The downsampling/upsampling methods can be found below.
#Balanced dataset, downsampled
trainset <- downSample(trainset,trainset$diagnosis)
View(trainset)
table(trainset$diagnosis)
#Balanced dataset, upsampled
trainset <- upSample(trainset_original,trainset_original$diagnosis)
View(trainset)
table(trainset$diagnosis)
After generating the various balanced datasets, we repeated the above process of building the 3 models and compared the results:
Overall Evaluation
We can see that models that used data that was upsampled generally did better than downsampled data. This is likely due to the dataset being very small. Even a few sets of data being downsampled was relatively more significant information loss for the models.
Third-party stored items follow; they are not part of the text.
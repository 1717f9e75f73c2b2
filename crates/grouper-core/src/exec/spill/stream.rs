use crate::{
    error::{ErrorOrigin, InternalError},
    serialize::{SerializeError, deserialize_bounded, serialize},
};
use serde::{Serialize, de::DeserializeOwned};

///
/// SpillStream
///
/// In-memory, append-only list of encoded spill records. Records are bounded
/// in size on both the write and the read side.
///

#[derive(Debug)]
pub(crate) struct SpillStream {
    records: Vec<Vec<u8>>,
    max_record_bytes: usize,
}

impl SpillStream {
    pub(crate) const fn new(max_record_bytes: usize) -> Self {
        Self {
            records: Vec::new(),
            max_record_bytes,
        }
    }

    pub(crate) fn append<T: Serialize>(&mut self, record: &T) -> Result<(), InternalError> {
        let encoded = serialize(record).map_err(spill_error)?;
        if encoded.len() > self.max_record_bytes {
            return Err(spill_error(SerializeError::PayloadTooLarge {
                len: encoded.len(),
                limit: self.max_record_bytes,
            }));
        }

        self.records.try_reserve(1).map_err(|_| {
            InternalError::out_of_memory(
                ErrorOrigin::Spill,
                "spill stream",
                u64::try_from(encoded.len()).unwrap_or(u64::MAX),
            )
        })?;
        self.records.push(encoded);

        Ok(())
    }

    pub(crate) const fn len(&self) -> usize {
        self.records.len()
    }

    /// Decode every record in append order.
    pub(crate) fn decode_all<T: DeserializeOwned>(self) -> Result<Vec<T>, InternalError> {
        let limit = self.max_record_bytes;

        self.records
            .into_iter()
            .map(|bytes| deserialize_bounded(&bytes, limit).map_err(spill_error))
            .collect()
    }

    #[cfg(test)]
    pub(crate) fn push_raw(&mut self, bytes: Vec<u8>) {
        self.records.push(bytes);
    }
}

fn spill_error(err: SerializeError) -> InternalError {
    InternalError::spill_serialization(err.to_string())
}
In the context of breast cancer diagnosis, false negatives are the most dangerous outcomes as they mean a person with cancer has gone undetected; logmodel generally had the best performance when it came to
RandomForest generally had the best performance in terms of accuracy and the various metrics.
Conclusion
This project demonstrated the importance of:
- Careful feature selection to reduce multicollinearity
- Tuning hyperparameters for tree-based models
- Handling class imbalance in medical data
- Comparing multiple models for both interpretability and accuracy
In real-world applications like cancer diagnosis, model choice and threshold tuning have life-and-death implications. Balancing recall and precision is vital.
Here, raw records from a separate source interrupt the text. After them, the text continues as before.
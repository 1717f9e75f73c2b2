//! Module: exec::aggregate
//! Responsibility: aggregate function specs and their mergeable, serializable states.
//! Does not own: group-key handling or grouping-path selection.
//! Boundary: the hash table, spill reconciler and driver only see `AccumulatorSet`.

mod set;
mod spec;
mod state;

#[cfg(test)]
mod tests;

pub use set::AccumulatorSet;
pub use spec::{AggregateKind, AggregateSpec};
This project shows that there is some efficacy in using ML models to diagnose breast cancer. It is also worth noting that certain features carried much of the predictive power - for example, concave.points_mean. However, the dataset is small, and it is recommended that future projects use a larger dataset for a more accurate evaluation of ML models for breast cancer diagnosis.